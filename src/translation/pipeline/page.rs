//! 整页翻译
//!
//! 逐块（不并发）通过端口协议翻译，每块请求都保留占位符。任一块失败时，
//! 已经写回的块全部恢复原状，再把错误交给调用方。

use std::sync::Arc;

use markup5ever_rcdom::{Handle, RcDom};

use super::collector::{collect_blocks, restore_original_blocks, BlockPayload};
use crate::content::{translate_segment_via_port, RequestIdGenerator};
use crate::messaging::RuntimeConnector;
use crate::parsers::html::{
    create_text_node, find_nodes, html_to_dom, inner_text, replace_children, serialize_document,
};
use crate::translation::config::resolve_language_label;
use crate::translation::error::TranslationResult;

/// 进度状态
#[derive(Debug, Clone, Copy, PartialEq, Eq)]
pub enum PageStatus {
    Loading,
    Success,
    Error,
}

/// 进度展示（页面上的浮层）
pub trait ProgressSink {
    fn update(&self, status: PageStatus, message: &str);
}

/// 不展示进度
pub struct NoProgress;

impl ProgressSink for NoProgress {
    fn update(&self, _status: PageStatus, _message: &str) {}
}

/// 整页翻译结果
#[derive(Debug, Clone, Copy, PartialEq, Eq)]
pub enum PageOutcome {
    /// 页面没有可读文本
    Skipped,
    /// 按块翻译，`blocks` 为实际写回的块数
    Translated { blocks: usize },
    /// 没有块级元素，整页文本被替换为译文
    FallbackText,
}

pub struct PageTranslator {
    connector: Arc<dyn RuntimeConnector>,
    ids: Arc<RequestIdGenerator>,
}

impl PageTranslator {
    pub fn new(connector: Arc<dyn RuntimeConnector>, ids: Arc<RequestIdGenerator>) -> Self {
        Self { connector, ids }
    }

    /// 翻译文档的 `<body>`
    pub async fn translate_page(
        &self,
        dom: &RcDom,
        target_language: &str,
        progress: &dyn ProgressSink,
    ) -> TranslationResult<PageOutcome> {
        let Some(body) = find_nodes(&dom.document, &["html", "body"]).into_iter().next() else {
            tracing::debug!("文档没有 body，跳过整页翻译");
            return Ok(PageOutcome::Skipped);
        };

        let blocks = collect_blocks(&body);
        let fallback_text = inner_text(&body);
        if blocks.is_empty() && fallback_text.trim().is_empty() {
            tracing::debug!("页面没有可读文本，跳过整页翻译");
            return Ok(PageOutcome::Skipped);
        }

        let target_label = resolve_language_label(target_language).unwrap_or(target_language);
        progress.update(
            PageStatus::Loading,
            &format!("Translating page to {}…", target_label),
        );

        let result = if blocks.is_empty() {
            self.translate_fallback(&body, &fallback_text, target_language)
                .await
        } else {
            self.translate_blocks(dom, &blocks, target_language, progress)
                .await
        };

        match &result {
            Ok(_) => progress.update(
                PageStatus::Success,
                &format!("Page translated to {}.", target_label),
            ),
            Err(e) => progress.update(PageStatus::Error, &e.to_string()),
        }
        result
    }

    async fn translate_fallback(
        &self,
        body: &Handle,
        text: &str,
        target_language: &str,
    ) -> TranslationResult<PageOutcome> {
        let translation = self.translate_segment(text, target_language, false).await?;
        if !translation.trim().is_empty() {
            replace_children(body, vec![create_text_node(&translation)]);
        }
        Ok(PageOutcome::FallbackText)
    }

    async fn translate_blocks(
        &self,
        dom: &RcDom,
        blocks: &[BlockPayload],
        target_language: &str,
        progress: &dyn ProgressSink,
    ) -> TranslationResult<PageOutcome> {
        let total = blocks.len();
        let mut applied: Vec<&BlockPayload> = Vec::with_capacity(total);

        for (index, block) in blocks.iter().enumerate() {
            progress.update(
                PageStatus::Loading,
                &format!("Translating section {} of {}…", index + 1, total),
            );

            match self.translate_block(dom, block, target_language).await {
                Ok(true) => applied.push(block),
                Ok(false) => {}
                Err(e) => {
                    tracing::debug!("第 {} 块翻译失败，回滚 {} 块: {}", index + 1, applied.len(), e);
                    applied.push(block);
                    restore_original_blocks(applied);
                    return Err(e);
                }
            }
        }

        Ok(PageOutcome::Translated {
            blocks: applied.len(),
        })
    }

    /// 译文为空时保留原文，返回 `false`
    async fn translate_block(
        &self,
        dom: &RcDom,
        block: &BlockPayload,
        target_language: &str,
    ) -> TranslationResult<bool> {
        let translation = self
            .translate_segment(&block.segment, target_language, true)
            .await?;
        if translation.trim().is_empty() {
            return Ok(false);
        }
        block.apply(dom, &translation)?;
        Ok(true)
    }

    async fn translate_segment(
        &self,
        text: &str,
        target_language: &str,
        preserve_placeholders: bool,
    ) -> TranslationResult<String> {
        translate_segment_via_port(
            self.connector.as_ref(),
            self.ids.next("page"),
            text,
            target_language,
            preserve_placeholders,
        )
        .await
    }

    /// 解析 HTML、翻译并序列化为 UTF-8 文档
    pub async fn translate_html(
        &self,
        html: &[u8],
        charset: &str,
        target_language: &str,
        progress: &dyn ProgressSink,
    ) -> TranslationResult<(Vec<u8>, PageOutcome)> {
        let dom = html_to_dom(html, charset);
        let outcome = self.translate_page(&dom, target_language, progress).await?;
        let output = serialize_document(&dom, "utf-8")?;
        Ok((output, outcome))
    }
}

--- --- ---

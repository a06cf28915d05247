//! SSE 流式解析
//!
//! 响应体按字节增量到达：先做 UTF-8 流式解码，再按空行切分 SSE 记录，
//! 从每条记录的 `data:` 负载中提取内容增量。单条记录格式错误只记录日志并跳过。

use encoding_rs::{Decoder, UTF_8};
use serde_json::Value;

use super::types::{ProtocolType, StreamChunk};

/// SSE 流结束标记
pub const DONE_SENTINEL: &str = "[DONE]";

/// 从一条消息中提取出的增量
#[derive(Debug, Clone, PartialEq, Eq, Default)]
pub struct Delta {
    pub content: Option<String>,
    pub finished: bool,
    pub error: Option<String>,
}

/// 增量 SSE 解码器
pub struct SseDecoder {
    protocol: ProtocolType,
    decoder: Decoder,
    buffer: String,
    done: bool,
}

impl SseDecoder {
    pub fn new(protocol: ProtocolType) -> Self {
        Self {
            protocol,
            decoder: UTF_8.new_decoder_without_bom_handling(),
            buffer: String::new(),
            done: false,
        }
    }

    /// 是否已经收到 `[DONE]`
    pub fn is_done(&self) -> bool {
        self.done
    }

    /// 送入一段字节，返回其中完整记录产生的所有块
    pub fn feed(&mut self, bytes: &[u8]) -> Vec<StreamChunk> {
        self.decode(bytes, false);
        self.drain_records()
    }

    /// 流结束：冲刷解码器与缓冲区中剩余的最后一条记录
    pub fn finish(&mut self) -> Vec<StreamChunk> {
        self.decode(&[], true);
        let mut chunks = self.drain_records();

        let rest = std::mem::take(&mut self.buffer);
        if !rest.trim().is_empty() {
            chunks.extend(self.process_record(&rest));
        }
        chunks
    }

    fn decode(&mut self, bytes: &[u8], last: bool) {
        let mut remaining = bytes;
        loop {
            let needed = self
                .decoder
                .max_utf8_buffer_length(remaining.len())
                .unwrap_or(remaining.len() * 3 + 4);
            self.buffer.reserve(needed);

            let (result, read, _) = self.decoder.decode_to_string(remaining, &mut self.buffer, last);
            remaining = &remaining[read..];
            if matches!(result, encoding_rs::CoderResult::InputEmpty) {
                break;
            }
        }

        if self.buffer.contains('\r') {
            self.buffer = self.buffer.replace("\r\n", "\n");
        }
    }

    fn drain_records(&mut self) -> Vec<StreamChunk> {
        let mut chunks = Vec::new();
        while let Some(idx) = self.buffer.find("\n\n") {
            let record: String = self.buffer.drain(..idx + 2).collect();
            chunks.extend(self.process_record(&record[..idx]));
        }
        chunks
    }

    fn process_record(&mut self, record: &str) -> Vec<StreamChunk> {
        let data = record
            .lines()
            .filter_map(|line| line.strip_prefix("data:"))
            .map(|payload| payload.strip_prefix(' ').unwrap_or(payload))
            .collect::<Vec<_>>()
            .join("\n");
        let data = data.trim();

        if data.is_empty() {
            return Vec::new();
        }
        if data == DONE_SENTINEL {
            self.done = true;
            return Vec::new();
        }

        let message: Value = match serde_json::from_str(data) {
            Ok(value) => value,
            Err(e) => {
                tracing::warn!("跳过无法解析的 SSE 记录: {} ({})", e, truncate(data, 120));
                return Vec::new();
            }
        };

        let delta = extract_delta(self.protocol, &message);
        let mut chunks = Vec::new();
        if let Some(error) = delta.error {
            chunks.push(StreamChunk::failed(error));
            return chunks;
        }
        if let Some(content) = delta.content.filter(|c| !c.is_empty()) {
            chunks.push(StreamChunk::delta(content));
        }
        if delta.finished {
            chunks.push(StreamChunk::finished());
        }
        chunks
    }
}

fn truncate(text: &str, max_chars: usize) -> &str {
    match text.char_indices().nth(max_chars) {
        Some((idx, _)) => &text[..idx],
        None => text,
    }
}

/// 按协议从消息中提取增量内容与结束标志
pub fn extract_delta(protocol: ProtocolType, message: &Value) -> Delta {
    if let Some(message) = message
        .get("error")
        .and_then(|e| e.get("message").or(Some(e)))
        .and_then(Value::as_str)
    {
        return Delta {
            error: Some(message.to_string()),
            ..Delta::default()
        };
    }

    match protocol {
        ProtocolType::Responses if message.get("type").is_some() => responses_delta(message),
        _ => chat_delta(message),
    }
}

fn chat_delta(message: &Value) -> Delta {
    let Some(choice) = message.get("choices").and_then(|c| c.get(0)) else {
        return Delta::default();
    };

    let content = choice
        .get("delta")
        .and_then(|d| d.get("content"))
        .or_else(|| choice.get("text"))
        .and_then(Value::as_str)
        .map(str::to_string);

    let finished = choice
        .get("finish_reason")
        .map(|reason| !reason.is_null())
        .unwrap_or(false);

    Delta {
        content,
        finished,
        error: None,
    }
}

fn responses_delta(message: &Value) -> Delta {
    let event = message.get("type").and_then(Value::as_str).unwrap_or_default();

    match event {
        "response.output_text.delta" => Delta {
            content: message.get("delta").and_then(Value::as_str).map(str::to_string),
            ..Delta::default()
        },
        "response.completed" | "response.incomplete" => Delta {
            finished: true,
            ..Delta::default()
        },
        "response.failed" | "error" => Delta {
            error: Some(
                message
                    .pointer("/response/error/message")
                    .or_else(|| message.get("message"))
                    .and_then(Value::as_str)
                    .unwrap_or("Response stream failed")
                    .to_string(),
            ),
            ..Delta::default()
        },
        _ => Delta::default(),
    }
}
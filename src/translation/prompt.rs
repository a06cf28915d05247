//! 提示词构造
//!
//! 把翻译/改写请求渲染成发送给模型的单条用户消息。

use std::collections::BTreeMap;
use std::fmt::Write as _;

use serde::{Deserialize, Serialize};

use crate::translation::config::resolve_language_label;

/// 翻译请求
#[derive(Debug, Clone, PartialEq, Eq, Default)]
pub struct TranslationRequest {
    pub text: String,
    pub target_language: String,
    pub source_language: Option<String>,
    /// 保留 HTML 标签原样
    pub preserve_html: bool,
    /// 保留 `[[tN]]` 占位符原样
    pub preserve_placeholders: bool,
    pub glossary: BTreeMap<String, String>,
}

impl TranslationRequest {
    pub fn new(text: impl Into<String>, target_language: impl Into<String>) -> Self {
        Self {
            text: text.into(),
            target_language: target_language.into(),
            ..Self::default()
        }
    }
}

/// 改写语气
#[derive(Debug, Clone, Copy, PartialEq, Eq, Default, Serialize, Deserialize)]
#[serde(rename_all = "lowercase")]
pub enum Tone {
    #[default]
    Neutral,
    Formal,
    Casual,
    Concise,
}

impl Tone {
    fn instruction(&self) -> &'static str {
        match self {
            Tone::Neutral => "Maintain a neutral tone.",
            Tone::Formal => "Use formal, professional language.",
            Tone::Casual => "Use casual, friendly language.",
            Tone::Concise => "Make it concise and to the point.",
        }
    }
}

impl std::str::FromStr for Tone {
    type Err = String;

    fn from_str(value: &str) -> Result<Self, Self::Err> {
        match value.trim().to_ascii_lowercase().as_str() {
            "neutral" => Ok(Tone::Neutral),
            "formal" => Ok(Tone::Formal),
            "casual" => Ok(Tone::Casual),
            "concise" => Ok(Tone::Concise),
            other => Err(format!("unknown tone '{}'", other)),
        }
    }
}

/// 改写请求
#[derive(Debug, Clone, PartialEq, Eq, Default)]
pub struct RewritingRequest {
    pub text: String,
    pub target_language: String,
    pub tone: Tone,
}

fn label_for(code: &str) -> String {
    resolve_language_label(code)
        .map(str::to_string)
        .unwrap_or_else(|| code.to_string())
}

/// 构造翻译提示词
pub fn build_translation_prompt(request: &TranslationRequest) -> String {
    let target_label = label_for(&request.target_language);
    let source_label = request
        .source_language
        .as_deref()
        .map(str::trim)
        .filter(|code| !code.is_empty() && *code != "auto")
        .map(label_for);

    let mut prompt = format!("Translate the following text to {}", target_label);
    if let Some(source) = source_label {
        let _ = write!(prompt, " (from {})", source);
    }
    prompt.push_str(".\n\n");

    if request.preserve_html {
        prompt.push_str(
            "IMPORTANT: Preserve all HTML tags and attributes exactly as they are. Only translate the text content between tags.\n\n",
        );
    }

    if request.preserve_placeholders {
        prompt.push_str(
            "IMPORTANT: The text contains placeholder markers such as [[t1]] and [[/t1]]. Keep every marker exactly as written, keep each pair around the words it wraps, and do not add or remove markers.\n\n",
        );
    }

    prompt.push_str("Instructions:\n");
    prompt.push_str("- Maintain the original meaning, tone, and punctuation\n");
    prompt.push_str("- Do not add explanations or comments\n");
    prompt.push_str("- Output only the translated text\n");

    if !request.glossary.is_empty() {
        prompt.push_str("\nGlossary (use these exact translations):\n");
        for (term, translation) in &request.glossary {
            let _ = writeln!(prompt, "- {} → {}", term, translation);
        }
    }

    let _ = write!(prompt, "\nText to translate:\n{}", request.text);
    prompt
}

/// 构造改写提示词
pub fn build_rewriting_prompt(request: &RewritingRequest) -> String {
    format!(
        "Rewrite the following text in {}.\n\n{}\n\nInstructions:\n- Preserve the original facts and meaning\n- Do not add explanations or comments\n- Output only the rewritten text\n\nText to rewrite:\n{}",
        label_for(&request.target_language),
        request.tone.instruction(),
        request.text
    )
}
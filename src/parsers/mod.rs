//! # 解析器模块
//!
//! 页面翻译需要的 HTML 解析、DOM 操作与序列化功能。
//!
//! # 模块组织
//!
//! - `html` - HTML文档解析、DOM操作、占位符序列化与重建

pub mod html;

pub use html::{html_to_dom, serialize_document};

--- --- ---

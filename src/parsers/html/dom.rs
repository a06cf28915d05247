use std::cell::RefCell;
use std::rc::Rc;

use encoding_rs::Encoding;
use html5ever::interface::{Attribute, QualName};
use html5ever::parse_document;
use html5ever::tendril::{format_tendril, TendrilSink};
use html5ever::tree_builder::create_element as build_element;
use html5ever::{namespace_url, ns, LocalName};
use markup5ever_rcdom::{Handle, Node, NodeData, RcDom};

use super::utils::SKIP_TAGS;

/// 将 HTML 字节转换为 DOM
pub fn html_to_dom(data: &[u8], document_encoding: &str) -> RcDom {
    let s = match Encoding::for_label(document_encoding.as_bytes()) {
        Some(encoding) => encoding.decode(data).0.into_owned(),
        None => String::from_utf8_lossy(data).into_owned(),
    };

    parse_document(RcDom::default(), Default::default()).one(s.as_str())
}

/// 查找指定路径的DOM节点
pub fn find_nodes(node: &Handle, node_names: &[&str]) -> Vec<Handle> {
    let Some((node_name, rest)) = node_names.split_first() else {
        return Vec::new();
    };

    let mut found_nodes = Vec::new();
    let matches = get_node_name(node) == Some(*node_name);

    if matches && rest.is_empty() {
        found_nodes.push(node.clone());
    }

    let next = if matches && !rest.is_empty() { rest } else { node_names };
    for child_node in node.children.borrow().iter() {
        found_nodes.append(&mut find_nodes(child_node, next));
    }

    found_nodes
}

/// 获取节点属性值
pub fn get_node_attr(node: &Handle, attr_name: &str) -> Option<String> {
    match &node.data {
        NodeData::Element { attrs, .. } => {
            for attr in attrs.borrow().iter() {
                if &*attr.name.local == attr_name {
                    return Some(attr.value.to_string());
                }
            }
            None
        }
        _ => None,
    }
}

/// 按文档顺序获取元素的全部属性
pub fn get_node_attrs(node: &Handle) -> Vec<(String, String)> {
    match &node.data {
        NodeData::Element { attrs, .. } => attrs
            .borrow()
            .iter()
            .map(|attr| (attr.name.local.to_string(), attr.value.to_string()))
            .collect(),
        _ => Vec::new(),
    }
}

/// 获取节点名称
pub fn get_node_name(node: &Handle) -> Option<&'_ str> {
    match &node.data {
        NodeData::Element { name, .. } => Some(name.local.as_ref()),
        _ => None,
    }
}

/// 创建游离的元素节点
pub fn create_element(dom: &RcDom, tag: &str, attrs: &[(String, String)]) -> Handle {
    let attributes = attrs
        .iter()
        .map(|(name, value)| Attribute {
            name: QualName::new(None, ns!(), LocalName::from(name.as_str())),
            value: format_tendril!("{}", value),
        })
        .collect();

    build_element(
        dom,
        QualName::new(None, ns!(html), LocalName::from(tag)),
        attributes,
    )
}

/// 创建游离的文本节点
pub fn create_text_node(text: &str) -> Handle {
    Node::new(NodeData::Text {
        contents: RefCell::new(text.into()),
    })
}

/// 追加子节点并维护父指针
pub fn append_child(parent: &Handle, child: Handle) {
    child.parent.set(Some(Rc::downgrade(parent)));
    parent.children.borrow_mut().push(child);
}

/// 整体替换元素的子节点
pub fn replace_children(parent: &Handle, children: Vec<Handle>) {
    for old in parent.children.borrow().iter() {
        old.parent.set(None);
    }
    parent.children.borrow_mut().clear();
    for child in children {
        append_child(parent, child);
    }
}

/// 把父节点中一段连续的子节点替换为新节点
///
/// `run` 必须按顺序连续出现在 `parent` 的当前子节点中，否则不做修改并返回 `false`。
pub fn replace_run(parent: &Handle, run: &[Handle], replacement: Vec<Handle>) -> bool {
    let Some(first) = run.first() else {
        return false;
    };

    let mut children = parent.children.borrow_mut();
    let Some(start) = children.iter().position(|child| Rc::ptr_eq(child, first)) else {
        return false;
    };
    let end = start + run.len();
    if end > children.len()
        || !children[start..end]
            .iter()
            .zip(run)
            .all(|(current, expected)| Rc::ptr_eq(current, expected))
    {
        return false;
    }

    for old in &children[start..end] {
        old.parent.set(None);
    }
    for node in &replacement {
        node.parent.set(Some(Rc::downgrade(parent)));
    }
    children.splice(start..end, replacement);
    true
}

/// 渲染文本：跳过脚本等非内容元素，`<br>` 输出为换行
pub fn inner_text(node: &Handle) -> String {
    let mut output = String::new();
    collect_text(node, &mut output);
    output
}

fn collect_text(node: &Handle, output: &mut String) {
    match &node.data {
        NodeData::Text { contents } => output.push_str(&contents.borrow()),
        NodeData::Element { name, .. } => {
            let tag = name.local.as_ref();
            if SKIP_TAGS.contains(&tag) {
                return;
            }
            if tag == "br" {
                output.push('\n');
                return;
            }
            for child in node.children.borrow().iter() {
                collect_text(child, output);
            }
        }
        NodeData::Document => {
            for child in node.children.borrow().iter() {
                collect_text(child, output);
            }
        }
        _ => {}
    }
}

--- --- ---

| Your instructions |
Only the number should be given: how many lines in the data contain the string "extend".

| Answer area |
2